Heureusement le journal officiel m’a servi et j’ai pu le convaincre de mon bon droit. Il a décidé de me faire présenter au capitaine demain matin pour me faire passer ensuite au GA. Tout dépend donc de celui-ci maintenant. Il y aura bataille certainement mais j’espère le convaincre aussi. Dans le cas où je retournerai au GA, M Cleyet m’a donné un mot pour un adjudant qui commande là-bas. Grâce à cela, je pourrai retourner à Feyzin. Maintenant attendons demain.

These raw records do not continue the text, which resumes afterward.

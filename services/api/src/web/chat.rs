//! services/api/src/web/chat.rs
//!
//! Handlers for the two assistants: the session-scoped conversational chat and
//! the guardian, which keeps one continuous stream per user.

use axum::{
    extract::{Query, State},
    response::Json,
    Extension,
};
use neurocom_core::{ConversationScope, RequestContext};
use serde::{Deserialize, Serialize};
use std::sync::Arc;
use utoipa::{IntoParams, ToSchema};
use uuid::Uuid;

use crate::error::ApiResult;
use crate::web::rest::TurnDto;
use crate::web::state::AppState;

const DEFAULT_HISTORY_LIMIT: u32 = 50;
const MAX_HISTORY_LIMIT: u32 = 200;

#[derive(Deserialize, ToSchema)]
#[serde(rename_all = "camelCase")]
pub struct ChatRequest {
    pub message: String,
    /// Continue this session; a new one is created when absent.
    pub session_id: Option<Uuid>,
    /// `false` skips follow-up question generation for this turn.
    #[serde(alias = "gerar_perguntas")]
    pub followups: Option<bool>,
}

#[derive(Serialize, ToSchema)]
#[serde(rename_all = "camelCase")]
pub struct ChatResponse {
    pub answer: String,
    pub session_id: Uuid,
    pub followups: Vec<String>,
}

#[derive(Deserialize, ToSchema)]
pub struct GuideChatRequest {
    pub message: String,
}

#[derive(Serialize, ToSchema)]
#[serde(rename_all = "camelCase")]
pub struct GuideChatResponse {
    pub answer: String,
    /// Absent when the turn could not be stored.
    pub turn_id: Option<i64>,
}

#[derive(Deserialize, IntoParams)]
#[into_params(parameter_in = Query)]
pub struct HistoryParams {
    pub limit: Option<u32>,
    pub offset: Option<u32>,
}

#[derive(Serialize, ToSchema)]
pub struct GuideHistoryResponse {
    pub turns: Vec<TurnDto>,
    pub total: u64,
    pub limit: u32,
    pub offset: u32,
}

/// One turn of the conversational assistant.
#[utoipa::path(
    post,
    path = "/chat",
    request_body = ChatRequest,
    responses(
        (status = 200, description = "Answer for the turn", body = ChatResponse),
        (status = 400, description = "Empty message"),
        (status = 404, description = "No such session for this user"),
        (status = 504, description = "The model did not answer in time")
    ),
    security(("bearer" = []))
)]
pub async fn chat_handler(
    State(state): State<Arc<AppState>>,
    Extension(ctx): Extension<RequestContext>,
    Json(req): Json<ChatRequest>,
) -> ApiResult<Json<ChatResponse>> {
    let reply = state
        .chat
        .converse(ctx.user_id, &req.message, req.session_id, req.followups)
        .await?;
    Ok(Json(ChatResponse {
        answer: reply.answer,
        session_id: reply.session_id,
        followups: reply.followups,
    }))
}

/// One turn of the guardian assistant.
#[utoipa::path(
    post,
    path = "/guide/chat",
    request_body = GuideChatRequest,
    responses(
        (status = 200, description = "Answer for the turn", body = GuideChatResponse),
        (status = 400, description = "Empty message"),
        (status = 504, description = "The model did not answer in time")
    ),
    security(("bearer" = []))
)]
pub async fn guide_chat_handler(
    State(state): State<Arc<AppState>>,
    Extension(ctx): Extension<RequestContext>,
    Json(req): Json<GuideChatRequest>,
) -> ApiResult<Json<GuideChatResponse>> {
    let reply = state.chat.guide(ctx.user_id, &req.message).await?;
    Ok(Json(GuideChatResponse {
        answer: reply.answer,
        turn_id: reply.turn_id,
    }))
}

/// A page of the guardian stream counted back from the newest turn,
/// returned oldest first.
#[utoipa::path(
    get,
    path = "/guide/history",
    params(HistoryParams),
    responses(
        (status = 200, description = "Chronological page of turns", body = GuideHistoryResponse)
    ),
    security(("bearer" = []))
)]
pub async fn guide_history_handler(
    State(state): State<Arc<AppState>>,
    Extension(ctx): Extension<RequestContext>,
    Query(params): Query<HistoryParams>,
) -> ApiResult<Json<GuideHistoryResponse>> {
    let limit = params
        .limit
        .unwrap_or(DEFAULT_HISTORY_LIMIT)
        .clamp(1, MAX_HISTORY_LIMIT);
    let offset = params.offset.unwrap_or(0);

    let page = state
        .conversations
        .history(ctx.user_id, ConversationScope::Continuous, Some(limit), offset)
        .await?;
    Ok(Json(GuideHistoryResponse {
        turns: page.turns.into_iter().map(Into::into).collect(),
        total: page.total,
        limit,
        offset,
    }))
}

M. Cleyet a trouvé le beurre excellent. Il m’en a commandé deux livres pour chaque semaine. Il viendra me voir au GA pour me le payer chaque semaine. En outre il voudrait 25 kilos d’Early ( ??) Vois si tu peux me trouver cela à Heyrieux ou ailleurs. Tu me diras pour les prix. Mets son beurre samedi (1). Pour les cousines, il ne faudra rien cette semaine. M. Carra ayant rapporté de Ville tout un stock. Tricotelle n’a pas touché mon auto. M. Carra me l’a demandé à acheter. Il veut faire mettre le moteur à neuf et a demandé à Lambrecht s’il pourrait avoir des cylindres neufs. On attend la réponse du représentant de Panhard. Tricotelle n’ira pas à Valencin. Il a démonté encore une fois l’auto de M. Carra. Ce soir je soupe chez M. Carra en haut. Il y a un faisan. Tricotelle repart vendredi. Il a apporté un paquet de tabac pour ton papa. Tu le trouveras dans le paquet chez Faure. Je n’ai plus rien comme provision. C. Des m’a donné les trois quarts d’un de tes fromages. J’espère que le petit va de mieux en mieux. Veille bien sur la petite. Si l’école la fatigue, fais la cesser aussitôt. Affections à tous à la maison. La mémé va-t-elle mieux ?
Je t’embrasse bien fort

(1) Si tu n’as pas les pommes de terre, ça n’y fait rien. Adresse le beurre à mon nom et dis moi le prix.